[Date Prev][Date Next][Thread Prev][Thread Next][Date Index][Thread Index]

Re: LR(k) Lojban Grammar



>lojbab:
>>But  even LR(4) would not eliminate a couple of the lexer/preparser
>>constructs, since some (like numbers) are not LR(k) for any k, though
>>it would have allowed the grammar to be significantly simpler.
>
>Do you have a proof of this?

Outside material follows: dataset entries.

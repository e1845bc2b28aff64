//! HTTP client for the anomaly backend.

use std::collections::BTreeMap;

use reqwest::{RequestBuilder, Response, Url};
use serde::de::DeserializeOwned;
use serde::{Deserialize, Serialize};
use tracing::{debug, warn};

use crate::error::{DashboardError, Result};
use crate::timerange::ResolvedRange;
use crate::types::anomaly::{FilterOption, HistoricalPage, SortOrder};
use crate::types::series::AnomalySeries;
use crate::types::source::{DataSource, FilterDimension};
use crate::types::tree::TreeNode;

/// Body of the historical query and the CSV export.
#[derive(Debug, Clone, PartialEq, Serialize, Deserialize)]
pub struct HistoryRequest {
    #[serde(rename = "type")]
    pub data_source: DataSource,
    pub start_time: String,
    pub end_time: String,
    pub filters: Vec<String>,
    pub severity: Vec<String>,
    #[serde(default, skip_serializing_if = "Option::is_none")]
    pub service: Option<String>,
    pub page: u32,
    pub limit: u32,
    #[serde(default, skip_serializing_if = "Option::is_none")]
    pub sort_by: Option<String>,
    #[serde(default, skip_serializing_if = "Option::is_none")]
    pub sort_order: Option<SortOrder>,
    /// Identifier keys (`node`, `domain`, ...) sent as top-level arrays.
    #[serde(flatten)]
    pub identifiers: BTreeMap<String, Vec<String>>,
}

#[derive(Debug, Clone, PartialEq, Serialize, Deserialize)]
pub struct SeriesRequest {
    #[serde(rename = "type")]
    pub data_source: DataSource,
    pub start_time: String,
    pub end_time: String,
    #[serde(default, skip_serializing_if = "Option::is_none")]
    pub service: Option<String>,
    pub scales: Vec<String>,
}

impl SeriesRequest {
    pub fn new(data_source: DataSource, range: &ResolvedRange) -> Self {
        Self {
            data_source,
            start_time: range.start_time.clone(),
            end_time: range.end_time.clone(),
            service: None,
            scales: Vec::new(),
        }
    }
}

#[derive(Debug, Clone, PartialEq, Serialize, Deserialize)]
pub struct RcaTreeRequest {
    #[serde(rename = "type")]
    pub data_source: DataSource,
    pub start_time: String,
    pub end_time: String,
}

#[derive(Debug, Clone)]
pub struct ApiClient {
    http: reqwest::Client,
    base: Url,
    token: Option<String>,
}

impl ApiClient {
    pub fn new(base_url: &str, token: Option<String>) -> Result<Self> {
        let mut normalized = base_url.trim().to_string();
        if !normalized.ends_with('/') {
            normalized.push('/');
        }
        let base = Url::parse(&normalized)
            .map_err(|e| DashboardError::InvalidUrl(format!("{}: {}", base_url, e)))?;
        Ok(Self {
            http: reqwest::Client::new(),
            base,
            token: token.filter(|t| !t.is_empty()),
        })
    }

    pub fn base_url(&self) -> &Url {
        &self.base
    }

    pub fn token(&self) -> Option<&str> {
        self.token.as_deref()
    }

    pub fn endpoint(&self, path: &str) -> Result<Url> {
        self.base
            .join(path.trim_start_matches('/'))
            .map_err(|e| DashboardError::InvalidUrl(format!("{}: {}", path, e)))
    }

    fn authorize(&self, rb: RequestBuilder) -> RequestBuilder {
        match &self.token {
            Some(token) => rb.bearer_auth(token),
            None => rb,
        }
    }

    async fn check(resp: Response) -> Result<Response> {
        let status = resp.status();
        if status.is_success() {
            return Ok(resp);
        }
        let message = resp.text().await.unwrap_or_default();
        warn!(status = status.as_u16(), %message, "backend request failed");
        Err(DashboardError::Api {
            status: status.as_u16(),
            message,
        })
    }

    async fn post_json<B: Serialize + ?Sized, T: DeserializeOwned>(
        &self,
        path: &str,
        body: &B,
    ) -> Result<T> {
        let url = self.endpoint(path)?;
        debug!(%url, "POST");
        let resp = self.authorize(self.http.post(url)).json(body).send().await?;
        Ok(Self::check(resp).await?.json().await?)
    }

    async fn get_json<T: DeserializeOwned>(&self, path: &str) -> Result<T> {
        let url = self.endpoint(path)?;
        debug!(%url, "GET");
        let resp = self.authorize(self.http.get(url)).send().await?;
        Ok(Self::check(resp).await?.json().await?)
    }

    pub async fn fetch_history(&self, req: &HistoryRequest) -> Result<HistoricalPage> {
        self.post_json("anomalies/history", req).await
    }

    pub async fn fetch_series(&self, req: &SeriesRequest) -> Result<Vec<AnomalySeries>> {
        self.post_json("metrics/series", req).await
    }

    /// Raw CSV for the same filters as the historical query.
    pub async fn export_csv(&self, req: &HistoryRequest) -> Result<Vec<u8>> {
        let url = self.endpoint("anomalies/export")?;
        let resp = self.authorize(self.http.post(url)).json(req).send().await?;
        let bytes = Self::check(resp).await?.bytes().await?;
        Ok(bytes.to_vec())
    }

    pub async fn fetch_dimension_options(
        &self,
        source: DataSource,
        dimension: FilterDimension,
    ) -> Result<Vec<String>> {
        self.get_json(&format!(
            "options/{}/{}",
            source.as_str(),
            dimension.query_key()
        ))
        .await
    }

    pub async fn fetch_anomaly_options(&self, source: DataSource) -> Result<Vec<FilterOption>> {
        self.get_json(&format!("options/{}/anomalies", source.as_str()))
            .await
    }

    pub async fn fetch_severity_options(&self) -> Result<Vec<FilterOption>> {
        self.get_json("options/severities").await
    }

    pub async fn fetch_rca_tree(&self, req: &RcaTreeRequest) -> Result<Vec<TreeNode>> {
        self.post_json("rca/tree", req).await
    }

    pub async fn fetch_rca_children(
        &self,
        detail_params: &BTreeMap<String, serde_json::Value>,
    ) -> Result<Vec<TreeNode>> {
        self.post_json("rca/children", detail_params).await
    }
}
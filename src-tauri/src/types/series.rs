use serde::{Deserialize, Serialize};

use crate::timerange::parse_timestamp;
use chrono::NaiveDateTime;

/// One `[timestamp, value]` sample as the backend sends it.
#[derive(Debug, Clone, PartialEq, Serialize, Deserialize)]
pub struct SeriesPoint(pub String, pub f64);

impl SeriesPoint {
    pub fn timestamp(&self) -> Option<NaiveDateTime> {
        parse_timestamp(&self.0).ok()
    }

    pub fn value(&self) -> f64 {
        self.1
    }
}

/// A named metric series with optional anomaly markers. Replaced wholesale
/// on every fetch.
#[derive(Debug, Clone, PartialEq, Serialize, Deserialize)]
pub struct AnomalySeries {
    pub title: String,
    pub data: Vec<SeriesPoint>,
    #[serde(default, skip_serializing_if = "Option::is_none")]
    pub anomalies: Option<Vec<SeriesPoint>>,
}

impl AnomalySeries {
    pub fn is_empty(&self) -> bool {
        self.data.is_empty()
    }

    pub fn anomaly_count(&self) -> usize {
        self.anomalies.as_ref().map_or(0, Vec::len)
    }

    /// Earliest and latest parseable timestamps in `data`.
    pub fn extent(&self) -> Option<(NaiveDateTime, NaiveDateTime)> {
        self.data
            .iter()
            .filter_map(SeriesPoint::timestamp)
            .fold(None, |acc, t| match acc {
                None => Some((t, t)),
                Some((lo, hi)) => Some((lo.min(t), hi.max(t))),
            })
    }
}
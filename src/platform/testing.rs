//! Test doubles for the platform traits.

use color_eyre::{eyre::eyre, Result};
use futures::future::{self, BoxFuture, FutureExt};
use std::collections::HashMap;
use std::sync::Mutex;

use super::Network;
use crate::worker::request::{Request, Response};

#[derive(Clone)]
enum Reply {
  Respond(Response),
  Fail,
  Hang,
}

/// Network with canned replies per URL. Unknown URLs fail like an offline network.
#[derive(Default)]
pub struct ScriptedNetwork {
  replies: Mutex<HashMap<String, Reply>>,
  calls: Mutex<Vec<String>>,
}

impl ScriptedNetwork {
  pub fn new() -> Self {
    Self::default()
  }

  pub fn respond(&self, url: &str, response: Response) {
    self.set(url, Reply::Respond(response));
  }

  pub fn fail(&self, url: &str) {
    self.set(url, Reply::Fail);
  }

  /// Requests to `url` never complete.
  pub fn hang(&self, url: &str) {
    self.set(url, Reply::Hang);
  }

  /// URLs requested so far, in order.
  pub fn calls(&self) -> Vec<String> {
    self.calls.lock().unwrap().clone()
  }

  fn set(&self, url: &str, reply: Reply) {
    self.replies.lock().unwrap().insert(url.to_string(), reply);
  }
}

impl Network for ScriptedNetwork {
  fn fetch(&self, request: Request) -> BoxFuture<'static, Result<Response>> {
    let url = request.url.to_string();
    self.calls.lock().unwrap().push(url.clone());

    let reply = self.replies.lock().unwrap().get(&url).cloned();
    match reply {
      Some(Reply::Respond(response)) => future::ready(Ok(response)).boxed(),
      Some(Reply::Hang) => future::pending::<Result<Response>>().boxed(),
      Some(Reply::Fail) | None => future::ready(Err(eyre!("network unreachable: {}", url))).boxed(),
    }
  }
}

In which way do numbers destroy the LR(k)
>property?

Hmmm... Unfortunately I don't remember an exact reference, but I do
remember being taught in some parser-related course (compiler theory
or formal languages) that a large number of computer languages are not
LR (actually, not context-free) when you parse them from the character
level.  When you break processing into lexical analysis (usually a
regular grammar) followed by a context-free grammar, it works fine.
Numbers may or may not cause this problem for lojban.

>lojbab:
>>It is now probably too late because it would take too much work to
>>verify that any given LR(non-1) grammar generated the same Lojban
>>grammar, or even anything close.
>
>Chris:
>>Probably true as a practical matter, but eventually knock wood there'll
>>be academic interest in the language and we'll want to be able to
>>define it in a more theoretically understandable way.  So it ought to
>>be at least a long-term goal.

This assumes that lojban has an LR(k) grammar... I can't find the
reference right now, but the last I remember was that the grammar
was not actually completely context-free -- there were some shift-reduce
conflicts that YACC resolved using precedence of rules/productions.
If S-R or R-R conflicts exist, the language is not LR(1), regardless
of whether or not YACC can parse it; syntactic ambiguity exists,
it's just hidden by the mechanics of the parser.

Maybe the grammar has been fixed so that it has no conflicts when
YACC is at it's strictest, and we're OK.  If the grammar has not
been fixed, then a language policy decision has to be made: will
lojban have a syntactically unambiguous grammar or not?

--
Carl
cburke@mitre.org